The present invention will be explained in detail with reference to examples below.Example 1: Ink made of titanium oxide and ethyl cellulose was printed on a glass substrate using a screen printing method so as to hide the lead wires, and baked at 400°C to fix it. Indium oxide was used as a transparent electrode for the display area, and tungsten oxide was used as an electrochromic material by electron beam deposition, and then nickel was placed as a lead wire using a resistance heating method to form the non-display area.
It was insulated with SiO ₂ , and then a solid electrolyte made of urea/P-toluenesulfonic acid was made into a paste using glycerin as an electrolyte, and molybdenum was used as an anode to form a cell.

When a voltage is applied to the electrochromic cell created in this way, a bright blue color is obtained on the white background, and when it is erased, the display part becomes the white of the solid electrolyte, so a pattern to hide the lead wire part is created. The display did not look good, did not impair the beauty of the display, and did not cause any difference in the responsiveness of each display segment.
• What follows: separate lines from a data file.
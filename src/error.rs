//! Supervision errors.

use std::path::PathBuf;
use thiserror::Error;

use crate::worker::WorkerError;

/// Errors that can occur while supervising a daemon process.
#[derive(Debug, Error)]
pub enum DaemonError {
    /// A daemon has already been constructed in this process.
    #[error("a daemon instance already exists in this process")]
    AlreadyConstructed,

    /// Environment check failed; all findings aggregated.
    #[error("environment check failed: {}", errors.join("; "))]
    Environment { errors: Vec<String> },

    /// Configuration error.
    #[error("configuration error: {0}")]
    Config(String),

    /// Failed to write the PID file.
    #[error("failed to write PID file at {path}: {reason}")]
    PidFileWrite { path: PathBuf, reason: String },

    /// Failed to read the PID file.
    #[error("failed to read PID file at {path}: {reason}")]
    PidFileRead { path: PathBuf, reason: String },

    /// The singleton lock is held by another live instance.
    #[error("lock is held by another instance (pid {pid})")]
    LockHeld { pid: u32 },

    /// Failed to acquire or release the singleton lock.
    #[error("lock error: {0}")]
    Lock(String),

    /// A plugin failed during setup or teardown.
    #[error("plugin '{alias}' failed: {reason}")]
    Plugin { alias: String, reason: String },

    /// Failed to set up signal handlers.
    #[error("failed to set up signal handlers: {0}")]
    SignalSetup(String),

    /// Process fork failed.
    #[error("failed to fork process: {0}")]
    ForkFailed(String),

    /// The loop clock was stopped without being started.
    #[error("loop clock stopped without a prior start")]
    ClockNotStarted,

    /// A custom event name collides with a built-in event.
    #[error("event name '{name}' is reserved for a built-in event")]
    EventKeyReserved { name: String },

    /// Maximum restart count exceeded within the restart window.
    #[error("maximum restart count ({max}) exceeded")]
    MaxRestartsExceeded { max: u32 },

    /// Failed to spawn the replacement process during a restart.
    #[error("restart failed: {0}")]
    RestartFailed(String),

    /// Worker invocation error.
    #[error(transparent)]
    Worker(#[from] WorkerError),

    /// IO error.
    #[error("IO error: {0}")]
    Io(#[from] std::io::Error),

    /// Application-defined error.
    #[error("{0}")]
    App(String),
}

impl DaemonError {
    /// Convenience constructor for application failures.
    pub fn app(msg: impl Into<String>) -> Self {
        DaemonError::App(msg.into())
    }
}

#[cfg(test)]
mod tests {
    use super::*;

    #[test]
    fn test_environment_error_joins_findings() {
        let err = DaemonError::Environment {
            errors: vec!["filename not set".to_string(), "bad interval".to_string()],
        };
        let msg = err.to_string();
        assert!(msg.contains("filename not set"));
        assert!(msg.contains("bad interval"));
    }

    #[test]
    fn test_lock_held_error() {
        let err = DaemonError::LockHeld { pid: 4242 };
        assert!(err.to_string().contains("4242"));
    }

    #[test]
    fn test_io_error_conversion() {
        let io_err = std::io::Error::new(std::io::ErrorKind::NotFound, "file not found");
        let daemon_err: DaemonError = io_err.into();
        assert!(daemon_err.to_string().contains("file not found"));
    }

    #[test]
    fn test_app_constructor() {
        let err = DaemonError::app("database gone");
        assert_eq!(err.to_string(), "database gone");
    }
}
Example 2 Ink made of titanium oxide and ethyl cellulose was printed on a glass substrate using a screen printing method so as to hide the lead wires, and baked at 400°C to fix it. Tungsten oxide was deposited as a chromic body to a thickness of 3000 Å, and chromium oxide was deposited to a thickness of 1100 Å using an electron beam method, and then gold was provided as a lead wire using a resistance heating method. Next, a layer of Toyo Ink Mfg. Co., Ltd. SS-2500 was applied to the non-display area using a screen printing method, and after drying, varnish was added to conductive fine powder W-10 (Mitsubishi Metals Co., Ltd.) to form an ink. Again, it was provided on the entire surface using the screen printing method, and gold was further vapor-deposited on the entire surface using the resistance heating method. Furthermore, a 2000 Å SiO ₂ film was provided as a protective film.

When a voltage is applied to the electrochromic cell fabricated in this way, a bright blue color is obtained on a white background, and when erased, the display area becomes transparent and the ink using the conductive fine powder in the lower layer of the display area becomes transparent. Since the white color is visible, the entire surface becomes white, making it difficult to distinguish from the pattern that hides the lead wire portion, and the beauty of the display is not impaired and there is no difference in the responsiveness of each display segment.
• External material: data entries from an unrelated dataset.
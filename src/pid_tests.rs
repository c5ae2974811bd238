
use super::*;
use tempfile::TempDir;

fn temp_pid_file() -> (TempDir, PidFile) {
    let dir = TempDir::new().unwrap();
    let path = dir.path().join("test.pid");
    (dir, PidFile::new(path))
}

#[test]
fn test_pid_file_new() {
    let pid = PidFile::new("/tmp/test.pid");
    assert_eq!(pid.path(), Path::new("/tmp/test.pid"));
}

#[test]
fn test_read_missing_file() {
    let (_dir, pid) = temp_pid_file();
    assert!(pid.read().unwrap().is_none());
}

#[test]
fn test_write_records_own_pid() {
    let (_dir, mut pid) = temp_pid_file();
    pid.write().unwrap();

    assert_eq!(pid.read().unwrap(), Some(std::process::id()));
    assert!(pid.is_owned());
}

#[test]
fn test_content_is_bare_decimal() {
    let (_dir, mut pid) = temp_pid_file();
    pid.write().unwrap();

    let raw = std::fs::read_to_string(pid.path()).unwrap();
    assert_eq!(raw, std::process::id().to_string());
}

#[test]
fn test_release_removes_owned_file() {
    let (_dir, mut pid) = temp_pid_file();
    pid.write().unwrap();

    assert!(pid.release().unwrap());
    assert!(!pid.path().exists());
}

#[test]
fn test_release_leaves_reused_file() {
    let (_dir, mut pid) = temp_pid_file();
    pid.write().unwrap();

    // Another instance took over the file.
    std::fs::write(pid.path(), "999999").unwrap();

    assert!(!pid.release().unwrap());
    assert!(pid.path().exists());
    assert_eq!(std::fs::read_to_string(pid.path()).unwrap(), "999999");
}

#[test]
fn test_release_missing_file_is_ok() {
    let (_dir, mut pid) = temp_pid_file();
    assert!(!pid.release().unwrap());
}

#[test]
fn test_invalid_content_is_an_error() {
    let (_dir, pid) = temp_pid_file();
    std::fs::write(pid.path(), "not-a-pid").unwrap();
    assert!(pid.read().is_err());
}

#[test]
fn test_creates_parent_directory() {
    let dir = TempDir::new().unwrap();
    let path = dir.path().join("run").join("nested").join("test.pid");
    let mut pid = PidFile::new(path.clone());

    pid.write().unwrap();
    assert!(path.exists());
}

#[test]
fn test_drop_removes_owned_file() {
    let dir = TempDir::new().unwrap();
    let path = dir.path().join("test.pid");

    {
        let mut pid = PidFile::new(path.clone());
        pid.write().unwrap();
        assert!(path.exists());
    }

    assert!(!path.exists());
}

#[test]
fn test_drop_leaves_reused_file() {
    let dir = TempDir::new().unwrap();
    let path = dir.path().join("test.pid");

    {
        let mut pid = PidFile::new(path.clone());
        pid.write().unwrap();
        std::fs::write(&path, "424242").unwrap();
    }

    assert!(path.exists());
}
[Brief explanation of the drawing]

1 to 4 are explanatory diagrams showing an example of a conventional electrochromic display, and FIG. 5 is an explanatory diagram showing an example of the electrochromic display of the present invention. 11... Transparent substrate, 12... White or colored opaque layer, 13... Lead wire, 14... Transparent conductive layer, 15... Electrochromic body, 16...
...Insulating layer, 17...White or colored reflector,
18... Counter electrode, 19... Electrolyte, 20... Cover.

Claims (1)

[Claims for Utility Model Registration] 1. Two or more types of transition metal compounds, a transition metal compound and an electrolyte, or an electrochromic substance such as a viologen derivative are sandwiched between a transparent electrode provided on a transparent substrate and an opposing electrode. In an electrochromic display body, part or all of the lead wire portion of the transparent electrode pattern provided on the transparent substrate is formed of metal, and in order to hide the lead wire portion, a portion is formed between the lead wire portion and the transparent substrate. A white or colored opaque layer is provided, the lead wire portion is sealed with an insulator, and a white or colored opaque material is used for the electrode or electrolyte facing the display electrode, or a white or colored reflective plate is used. An electrochromic display device featuring: 2. The electrochromic display device according to claim 1, characterized in that a conductive fine powder is used as the white or colored opaque substance.